Coaches Love Tight-Knit Florida Teammates

WINSTON-SALEM — Wake Forest pulled a recruiting rarity this year, nabbing three players from the same high school. Receiver Demir Boldin, cornerback Alphonso Smith and linebacker Antonio Wilson all played at Pahokee High in Florida. The story began last year with the Demon Deacons pursuing Smith, who also played quarterback for Pahokee. He originally committed to Pittsburgh and also received strong attention from Florida State, among many other major programs. “Then we fell in love with Antonio,” Wake Forest recruiting coordinator Ray McCartney said. “It didn't have anything to do with the fact he had 25 quarterback sacks this year.” Then came Boldin. The brother of former Florida State wideout and current NFL star Anquan Boldin, Demir gradually grew on coaches with his all-around play. “The guy's got great hands. It runs in the family, I guess,” Wake coach Jim Grobe said. “He doesn't have great downfield speed, but he's a very physical kid. He gets open. You're not going to walk up and press that guy. He's going to get off of you.
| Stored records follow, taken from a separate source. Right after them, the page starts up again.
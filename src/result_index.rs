//! Lookup views over a finished [`AnalysisResult`].
//!
//! The index shares the result via `Rc` instead of copying point payloads.
//! It is rebuilt wholesale whenever a new result arrives; there is no
//! partial update path.

use std::collections::HashMap;
use std::rc::Rc;

use crate::model::{AnalysisResult, Cluster, DataPoint, PointId};

/// Derived lookups: identity → point, cluster id → members, tag → ids.
#[derive(Clone, Debug)]
pub struct ResultIndex {
    result: Rc<AnalysisResult>,
    by_id: HashMap<PointId, usize>,
    by_cluster: Vec<(i32, Vec<usize>)>,
    by_tag: HashMap<String, Vec<PointId>>,
}

impl ResultIndex {
    /// Build every view in one pass over the points. An empty result yields
    /// empty views.
    pub fn new(result: Rc<AnalysisResult>) -> Self {
        let mut by_id = HashMap::with_capacity(result.data_points.len());
        let mut by_cluster: Vec<(i32, Vec<usize>)> = Vec::new();
        let mut by_tag: HashMap<String, Vec<PointId>> = HashMap::new();
        for (index, point) in result.data_points.iter().enumerate() {
            by_id.insert(point.id.clone(), index);
            match by_cluster
                .iter_mut()
                .find(|(cluster_id, _)| *cluster_id == point.cluster_id)
            {
                Some((_, members)) => members.push(index),
                None => by_cluster.push((point.cluster_id, vec![index])),
            }
            for tag in &point.tags {
                by_tag
                    .entry(tag.clone())
                    .or_default()
                    .push(point.id.clone());
            }
        }
        Self {
            result,
            by_id,
            by_cluster,
            by_tag,
        }
    }

    /// The indexed result.
    pub fn result(&self) -> &AnalysisResult {
        &self.result
    }

    /// Shared handle to the indexed result.
    pub fn result_rc(&self) -> Rc<AnalysisResult> {
        Rc::clone(&self.result)
    }

    /// Look up a point by identity.
    pub fn point(&self, id: &PointId) -> Option<&DataPoint> {
        self.by_id
            .get(id)
            .and_then(|&index| self.result.data_points.get(index))
    }

    /// Cluster summary for an id, if the mapping has one. A missing entry is
    /// tolerated; callers treat the centroid as absent.
    pub fn cluster(&self, cluster_id: i32) -> Option<&Cluster> {
        self.result.clusters.get(&cluster_id)
    }

    /// Member points of a cluster in source order. Unknown ids yield an
    /// empty iterator.
    pub fn cluster_members(&self, cluster_id: i32) -> impl Iterator<Item = &DataPoint> {
        self.by_cluster
            .iter()
            .find(|(id, _)| *id == cluster_id)
            .map(|(_, members)| members.as_slice())
            .unwrap_or(&[])
            .iter()
            .filter_map(|&index| self.result.data_points.get(index))
    }

    /// Cluster ids in order of first appearance among the points.
    pub fn cluster_ids(&self) -> impl Iterator<Item = i32> + '_ {
        self.by_cluster.iter().map(|(id, _)| *id)
    }

    /// Identities of the points carrying a tag, in source order.
    pub fn points_with_tag(&self, tag: &str) -> &[PointId] {
        self.by_tag.get(tag).map(Vec::as_slice).unwrap_or(&[])
    }
}
use super::map_render::{self, MapView};
use super::style;
use super::*;
use eframe::egui::{self, StrokeKind};

const MAP_ZOOM_MIN: f32 = 0.2;
const MAP_ZOOM_MAX: f32 = 20.0;
const MAP_ZOOM_SPEED: f32 = 0.0015;

impl EguiApp {
    pub(super) fn render_map_panel(&mut self, ui: &mut egui::Ui) {
        let palette = style::palette();
        let Some(scene) = self.controller.scene() else {
            ui.label(RichText::new("No analysis result to draw.").color(palette.text_muted));
            return;
        };
        ui.horizontal(|ui| {
            ui.checkbox(
                &mut self.controller.ui.map.show_centroid_labels,
                "Centroid labels",
            );
            if ui.button("Reset view").clicked() {
                self.controller.ui.map.reset_view();
            }
            ui.label(
                RichText::new(format!("{} points shown", scene.point_count()))
                    .color(palette.text_muted),
            );
        });
        ui.add_space(4.0);

        let available = ui.available_size();
        let (rect, response) = ui.allocate_exact_size(available, egui::Sense::click_and_drag());
        let painter = ui.painter_at(rect);
        painter.rect_filled(rect, 0.0, palette.bg_primary);

        let Some(bounds) = scene.bounds() else {
            painter.text(
                rect.center(),
                egui::Align2::CENTER_CENTER,
                "No points match the current filters",
                egui::FontId::proportional(14.0),
                palette.text_muted,
            );
            return;
        };

        let scroll_delta = ui.input(|i| i.smooth_scroll_delta.y);
        if response.hovered() && scroll_delta.abs() > 0.0 {
            let zoom_delta = 1.0 + scroll_delta * MAP_ZOOM_SPEED;
            self.controller.ui.map.zoom =
                (self.controller.ui.map.zoom * zoom_delta).clamp(MAP_ZOOM_MIN, MAP_ZOOM_MAX);
        }
        if response.dragged() {
            if let Some(pos) = response.interact_pointer_pos() {
                let last = self.controller.ui.map.last_drag_pos.unwrap_or(pos);
                self.controller.ui.map.pan += pos - last;
                self.controller.ui.map.last_drag_pos = Some(pos);
            }
        } else {
            self.controller.ui.map.last_drag_pos = None;
        }

        let view = MapView::new(
            rect,
            bounds,
            self.controller.ui.map.zoom,
            self.controller.ui.map.pan,
        );

        for group in &scene.groups {
            for point in &group.points {
                let pos = view.to_screen(point.x, point.y);
                if !rect.contains(pos) {
                    continue;
                }
                let selected = self.controller.selection().contains(&point.id);
                let radius = if selected { 4.5 } else { 3.0 };
                painter.circle_filled(pos, radius, group.color);
                if selected {
                    painter.circle_stroke(
                        pos,
                        radius + 1.5,
                        egui::Stroke::new(1.5, palette.text_primary),
                    );
                }
            }
        }
        for centroid in &scene.centroids {
            let pos = view.to_screen(centroid.x, centroid.y);
            if !rect.contains(pos) {
                continue;
            }
            let r = 6.0;
            let diamond = vec![
                pos + egui::vec2(0.0, -r),
                pos + egui::vec2(r, 0.0),
                pos + egui::vec2(0.0, r),
                pos + egui::vec2(-r, 0.0),
            ];
            painter.add(egui::Shape::convex_polygon(
                diamond,
                centroid.color,
                egui::Stroke::new(1.0, palette.bg_primary),
            ));
            if self.controller.ui.map.show_centroid_labels {
                painter.text(
                    pos + egui::vec2(8.0, -8.0),
                    egui::Align2::LEFT_BOTTOM,
                    &centroid.label,
                    egui::FontId::proportional(12.0),
                    palette.text_primary,
                );
            }
        }

        let hovered = map_render::find_hover_item(
            &scene,
            &view,
            response.hover_pos().filter(|pos| rect.contains(*pos)),
        );
        self.controller.ui.map.hovered = hovered.as_ref().map(|(item, _)| item.clone());
        if let Some((item, pos)) = hovered.as_ref() {
            painter.circle_stroke(*pos, 6.5, egui::Stroke::new(1.5, palette.accent_ice));
            if let Some(text) = self.controller.tooltip(item) {
                egui::Tooltip::always_open(
                    ui.ctx().clone(),
                    ui.layer_id(),
                    egui::Id::new("map_hover_tooltip"),
                    egui::PopupAnchor::Pointer,
                )
                .show(|ui| {
                    ui.label(text);
                });
            }
        }
        if response.clicked() {
            if let Some((item, _)) = hovered.as_ref() {
                self.controller.click_item(item);
            }
        }
        painter.rect_stroke(
            rect,
            0.0,
            egui::Stroke::new(1.0, palette.panel_outline),
            StrokeKind::Inside,
        );
    }
}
He's going to be a good blocker. He's going to be a really good possession receiver.” Boldin committed to the Demon Deacons first. Then came Wilson, who's also a basketball star. That left only Smith, whom coaches believe can be a premier cornerback. “It'll be unbelievable what (Wilson) can do once he gets with (strength) Coach (Ethan) Reeves in the weight room and gets a chance to really concentrate on football,” Grobe said. “If I can keep Skip (Prosser) away from him…” Grobe said Wake wasn't viewing the Pahokee trio as a package deal, but once the first two were in the fold he was more confident about Smith, who waited until signing day to announce his decision. The three friends have played football and basketball together since they were nine years old. “The thing that impressed me so much was how close these kids were,” Grobe said. “They were like joined at the hip. I've never seen teammates that close before. I felt all along that they were so close it would be hard for (Smith) to go someplace else.”

Who Got Away?

The following prospects had firm scholarship offers from Wake Forest and/or took official campus visits to Winston-Salem but signed with other programs: Monroe (NC) High RB Albert Ashcraft (South Carolina), Green Cove Springs (FL) Clay LB Terrance Butler (Louisville), Mayo (FL) Lafayette WR Marcus Edwards (South Florida), Tyrone (GA) Sandy Creek OL Andrew Gardner (Georgia Tech), Princeton (NJ) Hun DB Junior Jabbie (Notre Dame), Kingsland (GA) Camden County DB Djay Jones (Georgia Tech), Marietta (GA) Walton WR Aaron Kelly (Clemson), Jacksonville (FL) Trinity Christian RB Lamar Lewis (FSU), Philadelphia (PA) St. Joseph's TE Matt Parkhurst (Marshall), Charlotte (NC) Providence RB Andrew Pearman (Hawaii), Jamestown (NC) Ragsdale WR/DB Andreas Platt (Duke), Harvey (IL) Thornton DB Marcus Randle El (Wisconsin), Mountain Brook (AL) High QB Tribble Reese (Clemson), Asheville (NC) Reynolds LB Chase Rice (UNC), Atlanta (GA) Mays WR Corey Spells (Mississippi State), Atlanta (GA) Douglass WR Corey Thompson (Duke), Atlanta (GA) Westlake LB Alfred Williams (Duke), Smyrna (TN) High QB David Wolke (Notre Dame) and Duncan (SC) Byrnes WR Jomar Wright (Duke). The following prospects also had scholarship offers from Wake Forest but eliminated the Demon Deacons very early in the recruiting process: Venice (FL) High TE Brad Allen (Vanderbilt), Monroe (NC) High RB Albert Ashcraft (South Carolina), Clifton (VA) Centreville RB Daniel Bailey (Syracuse), Wilmington (NC) Hoggard PK Connor Barth (UNC), Orlando (FL) Bishop Moore RB A.J. Brooks (Boston College), Cordele (GA) Crisp County QB Joe Joe Brown (Kentucky), Durham (NC) Northern LB Chase Bullock (Maryland), Portsmouth (OH) High OL Gerald Cadogan (Penn State), Citra (FL) North Marion WR Greg Carr (FSU), Chantilly (VA) Westfield QB Sean Glennon (Virginia Tech), Cleveland (OH) St. Ignatius QB Brian Hoyer (Michigan State), Jonesboro (GA) High DB Jamal Lewis (Georgia Tech), Greensboro (NC) Dudley DT DeMario Pressley (NCSU) and Greensboro (NC) Dudley DB Martel Thatch (UNC). — Compiled by Dave Glenn

2004 Wake Forest Football Signees

Name Pos. Ht. Wt. Stars High School/Junior College Comment
Stanley Arnoux LB 6-2 218 2/2 Belle Glade (FL) Glades Day SP-53 FL; 1st-team 1A; over UConn, ECU, USF, Miss.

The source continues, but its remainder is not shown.